**** MATERIAL PROVIDED

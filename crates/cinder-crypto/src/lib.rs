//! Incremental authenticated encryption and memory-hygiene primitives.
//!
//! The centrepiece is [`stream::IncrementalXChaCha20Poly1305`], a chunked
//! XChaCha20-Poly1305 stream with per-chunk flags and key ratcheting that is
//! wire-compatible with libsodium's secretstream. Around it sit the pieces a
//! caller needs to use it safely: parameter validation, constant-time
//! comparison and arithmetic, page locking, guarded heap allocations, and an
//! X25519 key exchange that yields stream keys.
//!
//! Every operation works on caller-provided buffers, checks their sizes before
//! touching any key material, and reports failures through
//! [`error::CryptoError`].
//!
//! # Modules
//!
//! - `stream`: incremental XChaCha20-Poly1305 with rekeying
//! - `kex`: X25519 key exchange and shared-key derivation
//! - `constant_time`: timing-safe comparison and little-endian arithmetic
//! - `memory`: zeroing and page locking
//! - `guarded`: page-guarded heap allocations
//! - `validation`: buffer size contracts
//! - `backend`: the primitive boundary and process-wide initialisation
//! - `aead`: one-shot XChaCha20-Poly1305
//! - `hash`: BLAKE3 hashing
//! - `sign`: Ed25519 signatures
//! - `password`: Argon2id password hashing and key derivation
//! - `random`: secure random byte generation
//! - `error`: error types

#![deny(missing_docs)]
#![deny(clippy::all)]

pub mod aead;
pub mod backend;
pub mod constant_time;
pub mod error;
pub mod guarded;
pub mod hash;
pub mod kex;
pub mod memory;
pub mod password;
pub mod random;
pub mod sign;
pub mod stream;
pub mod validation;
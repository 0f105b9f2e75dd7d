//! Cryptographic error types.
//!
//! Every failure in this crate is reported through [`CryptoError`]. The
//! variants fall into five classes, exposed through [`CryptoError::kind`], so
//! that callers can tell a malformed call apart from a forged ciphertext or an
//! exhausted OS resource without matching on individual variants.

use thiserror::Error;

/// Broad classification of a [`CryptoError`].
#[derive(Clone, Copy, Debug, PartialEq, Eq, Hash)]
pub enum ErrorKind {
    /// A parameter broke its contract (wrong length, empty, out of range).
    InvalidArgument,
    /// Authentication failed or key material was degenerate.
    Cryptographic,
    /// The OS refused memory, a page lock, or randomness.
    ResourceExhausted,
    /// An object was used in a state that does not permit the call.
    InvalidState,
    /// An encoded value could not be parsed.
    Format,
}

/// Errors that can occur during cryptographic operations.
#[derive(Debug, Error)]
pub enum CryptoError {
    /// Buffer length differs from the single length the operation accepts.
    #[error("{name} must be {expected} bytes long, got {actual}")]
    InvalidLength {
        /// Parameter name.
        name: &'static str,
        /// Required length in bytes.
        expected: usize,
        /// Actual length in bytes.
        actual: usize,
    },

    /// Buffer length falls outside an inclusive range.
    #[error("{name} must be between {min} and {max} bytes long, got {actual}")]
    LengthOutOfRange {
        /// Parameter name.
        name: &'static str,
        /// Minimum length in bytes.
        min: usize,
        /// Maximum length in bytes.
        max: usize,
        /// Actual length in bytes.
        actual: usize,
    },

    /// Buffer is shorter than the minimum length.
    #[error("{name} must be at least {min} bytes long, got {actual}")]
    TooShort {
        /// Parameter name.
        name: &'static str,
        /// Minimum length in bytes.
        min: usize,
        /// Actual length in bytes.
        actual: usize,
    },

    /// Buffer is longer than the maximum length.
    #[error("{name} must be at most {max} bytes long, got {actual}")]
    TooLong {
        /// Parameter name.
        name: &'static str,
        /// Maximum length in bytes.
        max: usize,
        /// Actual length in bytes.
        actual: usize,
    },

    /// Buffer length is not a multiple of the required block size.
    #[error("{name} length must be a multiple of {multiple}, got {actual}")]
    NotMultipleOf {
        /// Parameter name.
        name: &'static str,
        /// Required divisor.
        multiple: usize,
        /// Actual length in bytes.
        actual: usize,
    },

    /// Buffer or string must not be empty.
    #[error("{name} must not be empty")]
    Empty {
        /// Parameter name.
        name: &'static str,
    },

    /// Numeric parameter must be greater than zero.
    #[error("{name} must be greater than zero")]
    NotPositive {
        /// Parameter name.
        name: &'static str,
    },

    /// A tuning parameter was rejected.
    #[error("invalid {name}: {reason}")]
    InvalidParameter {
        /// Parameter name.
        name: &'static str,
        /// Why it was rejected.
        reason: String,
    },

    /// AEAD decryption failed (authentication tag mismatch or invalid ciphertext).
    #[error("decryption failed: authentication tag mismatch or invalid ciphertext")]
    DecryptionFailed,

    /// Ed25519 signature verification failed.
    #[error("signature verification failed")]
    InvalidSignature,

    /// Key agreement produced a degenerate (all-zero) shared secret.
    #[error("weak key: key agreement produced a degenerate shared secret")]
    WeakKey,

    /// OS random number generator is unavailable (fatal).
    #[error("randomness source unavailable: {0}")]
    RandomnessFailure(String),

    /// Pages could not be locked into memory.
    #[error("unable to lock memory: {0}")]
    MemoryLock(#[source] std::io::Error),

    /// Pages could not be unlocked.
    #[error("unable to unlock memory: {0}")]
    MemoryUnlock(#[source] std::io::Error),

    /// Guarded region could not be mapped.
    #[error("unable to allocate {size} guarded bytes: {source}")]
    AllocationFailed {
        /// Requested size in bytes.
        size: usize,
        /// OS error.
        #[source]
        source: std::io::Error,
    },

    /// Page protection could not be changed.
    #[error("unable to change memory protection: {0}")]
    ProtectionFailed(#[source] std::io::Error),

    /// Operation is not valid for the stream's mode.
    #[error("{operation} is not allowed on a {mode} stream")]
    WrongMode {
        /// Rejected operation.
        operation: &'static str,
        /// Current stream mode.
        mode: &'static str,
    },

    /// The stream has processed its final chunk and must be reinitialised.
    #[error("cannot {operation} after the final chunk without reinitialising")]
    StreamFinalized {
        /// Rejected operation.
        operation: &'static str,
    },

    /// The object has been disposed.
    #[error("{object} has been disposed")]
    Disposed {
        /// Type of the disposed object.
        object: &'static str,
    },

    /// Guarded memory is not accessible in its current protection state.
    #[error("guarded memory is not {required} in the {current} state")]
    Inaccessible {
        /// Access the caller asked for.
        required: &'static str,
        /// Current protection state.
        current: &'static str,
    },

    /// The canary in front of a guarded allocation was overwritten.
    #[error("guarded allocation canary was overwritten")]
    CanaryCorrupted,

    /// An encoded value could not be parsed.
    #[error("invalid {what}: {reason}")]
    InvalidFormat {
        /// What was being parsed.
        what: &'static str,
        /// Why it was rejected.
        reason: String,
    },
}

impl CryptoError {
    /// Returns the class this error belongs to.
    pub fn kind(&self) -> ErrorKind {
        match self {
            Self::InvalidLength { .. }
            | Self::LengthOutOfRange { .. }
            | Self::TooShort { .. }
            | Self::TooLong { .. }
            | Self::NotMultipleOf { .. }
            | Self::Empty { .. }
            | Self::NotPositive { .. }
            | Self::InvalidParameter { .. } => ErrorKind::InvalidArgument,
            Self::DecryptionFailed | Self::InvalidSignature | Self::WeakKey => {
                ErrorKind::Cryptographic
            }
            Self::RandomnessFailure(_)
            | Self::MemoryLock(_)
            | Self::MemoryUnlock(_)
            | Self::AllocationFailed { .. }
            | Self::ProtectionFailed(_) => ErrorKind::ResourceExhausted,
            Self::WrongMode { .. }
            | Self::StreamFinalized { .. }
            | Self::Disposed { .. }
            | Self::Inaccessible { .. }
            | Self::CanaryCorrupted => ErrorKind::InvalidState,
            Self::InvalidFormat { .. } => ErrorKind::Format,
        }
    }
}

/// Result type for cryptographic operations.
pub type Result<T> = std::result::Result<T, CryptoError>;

********
**** MATERIAL PROVIDED

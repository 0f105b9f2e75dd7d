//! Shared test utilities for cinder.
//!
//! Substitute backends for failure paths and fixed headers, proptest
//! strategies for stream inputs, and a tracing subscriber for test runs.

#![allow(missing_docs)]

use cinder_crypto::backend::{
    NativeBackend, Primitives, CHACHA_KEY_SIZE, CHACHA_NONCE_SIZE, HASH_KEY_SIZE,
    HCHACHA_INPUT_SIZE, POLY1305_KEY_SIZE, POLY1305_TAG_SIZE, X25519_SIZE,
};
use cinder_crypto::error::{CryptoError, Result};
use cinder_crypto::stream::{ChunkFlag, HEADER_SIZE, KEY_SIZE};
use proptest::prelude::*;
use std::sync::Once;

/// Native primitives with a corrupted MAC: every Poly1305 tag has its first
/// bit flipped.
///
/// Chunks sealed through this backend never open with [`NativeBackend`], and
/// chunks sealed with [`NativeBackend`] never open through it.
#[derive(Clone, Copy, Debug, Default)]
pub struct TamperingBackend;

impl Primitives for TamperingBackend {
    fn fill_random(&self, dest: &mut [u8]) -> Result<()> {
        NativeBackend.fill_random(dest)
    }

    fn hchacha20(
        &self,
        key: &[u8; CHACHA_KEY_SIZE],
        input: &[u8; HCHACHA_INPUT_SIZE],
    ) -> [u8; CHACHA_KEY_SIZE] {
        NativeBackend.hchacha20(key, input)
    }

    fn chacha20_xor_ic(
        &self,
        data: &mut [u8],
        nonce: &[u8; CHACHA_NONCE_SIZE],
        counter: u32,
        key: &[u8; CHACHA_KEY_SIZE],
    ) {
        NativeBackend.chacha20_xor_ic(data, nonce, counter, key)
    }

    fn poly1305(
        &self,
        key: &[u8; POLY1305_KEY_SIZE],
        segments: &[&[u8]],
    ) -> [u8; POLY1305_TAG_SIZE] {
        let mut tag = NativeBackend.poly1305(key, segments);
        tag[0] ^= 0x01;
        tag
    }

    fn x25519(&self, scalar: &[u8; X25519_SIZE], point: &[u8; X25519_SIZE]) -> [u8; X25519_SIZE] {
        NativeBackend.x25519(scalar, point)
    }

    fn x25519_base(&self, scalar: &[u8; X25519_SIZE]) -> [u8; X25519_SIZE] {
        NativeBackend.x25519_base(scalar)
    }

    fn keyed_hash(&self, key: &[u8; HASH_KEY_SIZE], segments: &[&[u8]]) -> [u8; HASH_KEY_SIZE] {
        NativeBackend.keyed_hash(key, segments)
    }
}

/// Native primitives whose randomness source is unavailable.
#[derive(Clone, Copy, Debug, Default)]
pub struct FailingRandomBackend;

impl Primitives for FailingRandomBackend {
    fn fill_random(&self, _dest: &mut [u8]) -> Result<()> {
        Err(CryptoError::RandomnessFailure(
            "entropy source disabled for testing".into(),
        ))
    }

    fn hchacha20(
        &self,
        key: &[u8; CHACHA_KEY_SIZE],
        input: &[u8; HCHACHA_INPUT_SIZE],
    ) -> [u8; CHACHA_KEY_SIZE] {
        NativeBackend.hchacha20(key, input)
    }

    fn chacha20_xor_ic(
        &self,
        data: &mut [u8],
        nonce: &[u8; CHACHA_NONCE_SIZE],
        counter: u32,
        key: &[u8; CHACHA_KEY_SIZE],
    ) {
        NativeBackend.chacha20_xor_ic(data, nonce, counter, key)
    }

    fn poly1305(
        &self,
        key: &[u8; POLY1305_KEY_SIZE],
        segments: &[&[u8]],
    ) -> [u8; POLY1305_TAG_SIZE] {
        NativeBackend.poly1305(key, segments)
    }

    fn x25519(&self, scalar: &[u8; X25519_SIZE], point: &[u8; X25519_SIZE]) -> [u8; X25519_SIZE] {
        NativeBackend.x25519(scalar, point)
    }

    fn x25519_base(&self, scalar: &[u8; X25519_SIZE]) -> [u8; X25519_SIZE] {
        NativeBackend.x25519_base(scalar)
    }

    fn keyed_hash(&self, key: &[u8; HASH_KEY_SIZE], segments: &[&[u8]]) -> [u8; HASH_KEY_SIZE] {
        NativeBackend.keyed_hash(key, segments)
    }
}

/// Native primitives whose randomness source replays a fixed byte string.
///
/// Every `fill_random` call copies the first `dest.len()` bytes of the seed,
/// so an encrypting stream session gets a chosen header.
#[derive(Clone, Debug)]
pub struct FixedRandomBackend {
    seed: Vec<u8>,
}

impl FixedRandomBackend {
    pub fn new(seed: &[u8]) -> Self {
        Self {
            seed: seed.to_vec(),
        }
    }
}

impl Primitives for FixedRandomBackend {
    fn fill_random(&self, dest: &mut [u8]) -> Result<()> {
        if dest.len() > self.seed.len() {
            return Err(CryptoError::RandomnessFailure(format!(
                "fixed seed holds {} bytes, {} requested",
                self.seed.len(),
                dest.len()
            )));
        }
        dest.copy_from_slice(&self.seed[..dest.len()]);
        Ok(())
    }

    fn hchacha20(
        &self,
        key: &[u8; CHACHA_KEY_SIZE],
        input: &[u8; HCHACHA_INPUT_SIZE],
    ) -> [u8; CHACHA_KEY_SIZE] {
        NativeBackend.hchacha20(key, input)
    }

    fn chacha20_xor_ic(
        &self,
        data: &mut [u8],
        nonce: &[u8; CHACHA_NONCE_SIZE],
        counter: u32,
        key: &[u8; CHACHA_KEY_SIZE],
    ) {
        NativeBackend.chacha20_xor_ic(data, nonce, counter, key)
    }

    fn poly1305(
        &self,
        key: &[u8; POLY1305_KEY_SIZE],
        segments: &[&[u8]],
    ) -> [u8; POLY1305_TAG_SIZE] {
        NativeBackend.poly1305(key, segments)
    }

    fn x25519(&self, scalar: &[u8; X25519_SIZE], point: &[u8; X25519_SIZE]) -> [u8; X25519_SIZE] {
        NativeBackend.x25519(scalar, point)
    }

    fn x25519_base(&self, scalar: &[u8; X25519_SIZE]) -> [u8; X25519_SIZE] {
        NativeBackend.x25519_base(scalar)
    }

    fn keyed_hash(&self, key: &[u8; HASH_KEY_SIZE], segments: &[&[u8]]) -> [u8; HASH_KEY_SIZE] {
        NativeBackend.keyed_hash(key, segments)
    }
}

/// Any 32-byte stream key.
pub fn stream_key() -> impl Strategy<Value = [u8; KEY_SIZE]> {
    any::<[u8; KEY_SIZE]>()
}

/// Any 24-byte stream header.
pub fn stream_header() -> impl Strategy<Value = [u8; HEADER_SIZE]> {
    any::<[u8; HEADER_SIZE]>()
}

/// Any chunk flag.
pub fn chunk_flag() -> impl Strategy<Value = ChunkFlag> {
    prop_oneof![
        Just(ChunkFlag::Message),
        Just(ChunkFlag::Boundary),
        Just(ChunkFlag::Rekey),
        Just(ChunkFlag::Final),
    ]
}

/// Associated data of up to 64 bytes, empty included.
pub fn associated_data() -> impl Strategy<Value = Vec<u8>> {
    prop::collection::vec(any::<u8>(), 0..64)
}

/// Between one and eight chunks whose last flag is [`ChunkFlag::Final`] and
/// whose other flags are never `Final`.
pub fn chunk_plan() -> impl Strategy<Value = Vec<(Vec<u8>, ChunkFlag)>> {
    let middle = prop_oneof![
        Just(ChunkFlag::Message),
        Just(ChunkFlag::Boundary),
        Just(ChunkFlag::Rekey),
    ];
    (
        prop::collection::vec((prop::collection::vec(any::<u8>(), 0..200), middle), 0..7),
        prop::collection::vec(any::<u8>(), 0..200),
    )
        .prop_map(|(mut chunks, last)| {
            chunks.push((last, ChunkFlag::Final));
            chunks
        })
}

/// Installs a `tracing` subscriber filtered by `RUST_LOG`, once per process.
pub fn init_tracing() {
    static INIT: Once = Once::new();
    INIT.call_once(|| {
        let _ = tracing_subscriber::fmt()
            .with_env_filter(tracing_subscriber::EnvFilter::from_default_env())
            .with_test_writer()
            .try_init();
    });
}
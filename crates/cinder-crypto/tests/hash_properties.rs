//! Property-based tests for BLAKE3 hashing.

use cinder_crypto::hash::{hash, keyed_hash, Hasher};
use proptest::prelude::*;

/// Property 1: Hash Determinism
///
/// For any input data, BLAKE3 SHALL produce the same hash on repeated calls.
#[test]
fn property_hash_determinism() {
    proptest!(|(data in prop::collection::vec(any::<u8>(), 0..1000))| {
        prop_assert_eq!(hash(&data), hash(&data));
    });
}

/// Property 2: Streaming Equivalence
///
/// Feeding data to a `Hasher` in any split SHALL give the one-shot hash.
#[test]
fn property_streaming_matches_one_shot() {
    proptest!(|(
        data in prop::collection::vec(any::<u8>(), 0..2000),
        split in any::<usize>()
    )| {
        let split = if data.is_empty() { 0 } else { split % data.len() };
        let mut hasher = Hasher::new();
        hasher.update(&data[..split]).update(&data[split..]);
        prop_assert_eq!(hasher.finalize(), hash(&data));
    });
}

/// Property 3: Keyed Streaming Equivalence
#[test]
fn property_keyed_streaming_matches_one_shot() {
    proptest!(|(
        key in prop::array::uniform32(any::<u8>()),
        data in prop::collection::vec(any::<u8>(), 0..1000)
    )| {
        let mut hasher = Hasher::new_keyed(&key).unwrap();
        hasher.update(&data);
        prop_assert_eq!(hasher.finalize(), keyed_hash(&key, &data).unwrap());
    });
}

********
**** MATERIAL PROVIDED

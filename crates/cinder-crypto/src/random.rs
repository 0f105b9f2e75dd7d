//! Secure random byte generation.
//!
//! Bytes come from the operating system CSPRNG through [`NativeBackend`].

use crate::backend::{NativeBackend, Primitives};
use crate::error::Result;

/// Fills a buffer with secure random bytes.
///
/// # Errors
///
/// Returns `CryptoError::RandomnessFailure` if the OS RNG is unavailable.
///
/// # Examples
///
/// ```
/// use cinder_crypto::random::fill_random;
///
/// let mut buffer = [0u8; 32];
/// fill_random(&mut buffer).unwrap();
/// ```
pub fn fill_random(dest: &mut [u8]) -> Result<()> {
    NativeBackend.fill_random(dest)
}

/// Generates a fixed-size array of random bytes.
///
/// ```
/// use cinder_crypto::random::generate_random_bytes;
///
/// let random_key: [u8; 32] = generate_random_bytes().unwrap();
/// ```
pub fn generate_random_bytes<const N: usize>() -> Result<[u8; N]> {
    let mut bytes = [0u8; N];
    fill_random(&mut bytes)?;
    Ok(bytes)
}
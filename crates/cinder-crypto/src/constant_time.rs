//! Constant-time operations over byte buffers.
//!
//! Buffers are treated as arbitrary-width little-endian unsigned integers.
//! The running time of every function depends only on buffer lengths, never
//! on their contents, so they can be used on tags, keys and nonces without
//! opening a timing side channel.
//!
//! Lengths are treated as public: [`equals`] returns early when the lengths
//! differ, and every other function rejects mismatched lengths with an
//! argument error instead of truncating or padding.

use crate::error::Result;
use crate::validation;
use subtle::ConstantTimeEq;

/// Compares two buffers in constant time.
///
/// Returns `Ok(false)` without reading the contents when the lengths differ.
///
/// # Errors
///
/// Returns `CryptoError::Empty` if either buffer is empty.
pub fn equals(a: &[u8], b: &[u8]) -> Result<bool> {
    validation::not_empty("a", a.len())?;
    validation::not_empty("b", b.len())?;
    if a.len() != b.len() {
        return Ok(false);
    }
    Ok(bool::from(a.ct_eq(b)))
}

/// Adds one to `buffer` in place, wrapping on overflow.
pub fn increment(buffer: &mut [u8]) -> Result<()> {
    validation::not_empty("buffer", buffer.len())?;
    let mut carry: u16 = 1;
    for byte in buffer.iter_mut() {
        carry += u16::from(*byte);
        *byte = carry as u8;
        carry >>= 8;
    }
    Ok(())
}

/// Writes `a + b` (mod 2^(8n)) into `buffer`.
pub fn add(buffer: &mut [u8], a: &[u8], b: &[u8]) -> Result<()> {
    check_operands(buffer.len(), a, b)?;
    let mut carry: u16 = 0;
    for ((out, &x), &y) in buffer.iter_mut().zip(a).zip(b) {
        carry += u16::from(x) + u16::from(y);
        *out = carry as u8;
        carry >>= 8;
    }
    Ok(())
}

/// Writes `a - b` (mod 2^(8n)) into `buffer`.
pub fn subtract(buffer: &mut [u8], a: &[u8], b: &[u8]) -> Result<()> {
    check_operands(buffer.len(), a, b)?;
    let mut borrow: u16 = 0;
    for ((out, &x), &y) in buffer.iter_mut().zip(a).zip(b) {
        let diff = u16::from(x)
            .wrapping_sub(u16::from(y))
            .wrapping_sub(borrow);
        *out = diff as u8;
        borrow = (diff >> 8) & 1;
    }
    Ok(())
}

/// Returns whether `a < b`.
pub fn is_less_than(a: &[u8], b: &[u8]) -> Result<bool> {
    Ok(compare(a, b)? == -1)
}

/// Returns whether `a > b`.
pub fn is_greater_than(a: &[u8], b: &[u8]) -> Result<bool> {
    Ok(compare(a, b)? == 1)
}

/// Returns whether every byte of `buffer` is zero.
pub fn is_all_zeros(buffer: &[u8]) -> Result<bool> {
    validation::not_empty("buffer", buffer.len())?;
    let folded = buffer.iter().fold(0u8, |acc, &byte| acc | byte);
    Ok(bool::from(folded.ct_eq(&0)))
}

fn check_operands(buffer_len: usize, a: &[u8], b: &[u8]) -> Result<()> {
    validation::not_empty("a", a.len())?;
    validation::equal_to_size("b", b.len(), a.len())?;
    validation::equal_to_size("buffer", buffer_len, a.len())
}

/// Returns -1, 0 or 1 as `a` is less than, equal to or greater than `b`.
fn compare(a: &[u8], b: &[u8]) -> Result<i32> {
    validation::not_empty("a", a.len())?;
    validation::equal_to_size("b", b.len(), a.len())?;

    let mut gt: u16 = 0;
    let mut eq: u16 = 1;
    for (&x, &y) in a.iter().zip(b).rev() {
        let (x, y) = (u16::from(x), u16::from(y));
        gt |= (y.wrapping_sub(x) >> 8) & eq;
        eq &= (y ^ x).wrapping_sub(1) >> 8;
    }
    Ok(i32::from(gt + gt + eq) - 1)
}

********

WHAT NEEDS TO BE DONE
Repeat exactly the lines above from the one with "filename crates/cinder-crypto/src/lib.rs" up to and including the one with "allocations, and an". No other line belongs in the reply.

OUTPUT BELOW
filename crates/cinder-crypto/src/lib.rs
//! Incremental authenticated encryption and memory-hygiene primitives.
//!
//! The centrepiece is [`stream::IncrementalXChaCha20Poly1305`], a chunked
//! XChaCha20-Poly1305 stream with per-chunk flags and key ratcheting that is
//! wire-compatible with libsodium's secretstream. Around it sit the pieces a
//! caller needs to use it safely: parameter validation, constant-time
//! comparison and arithmetic, page locking, guarded heap allocations, and an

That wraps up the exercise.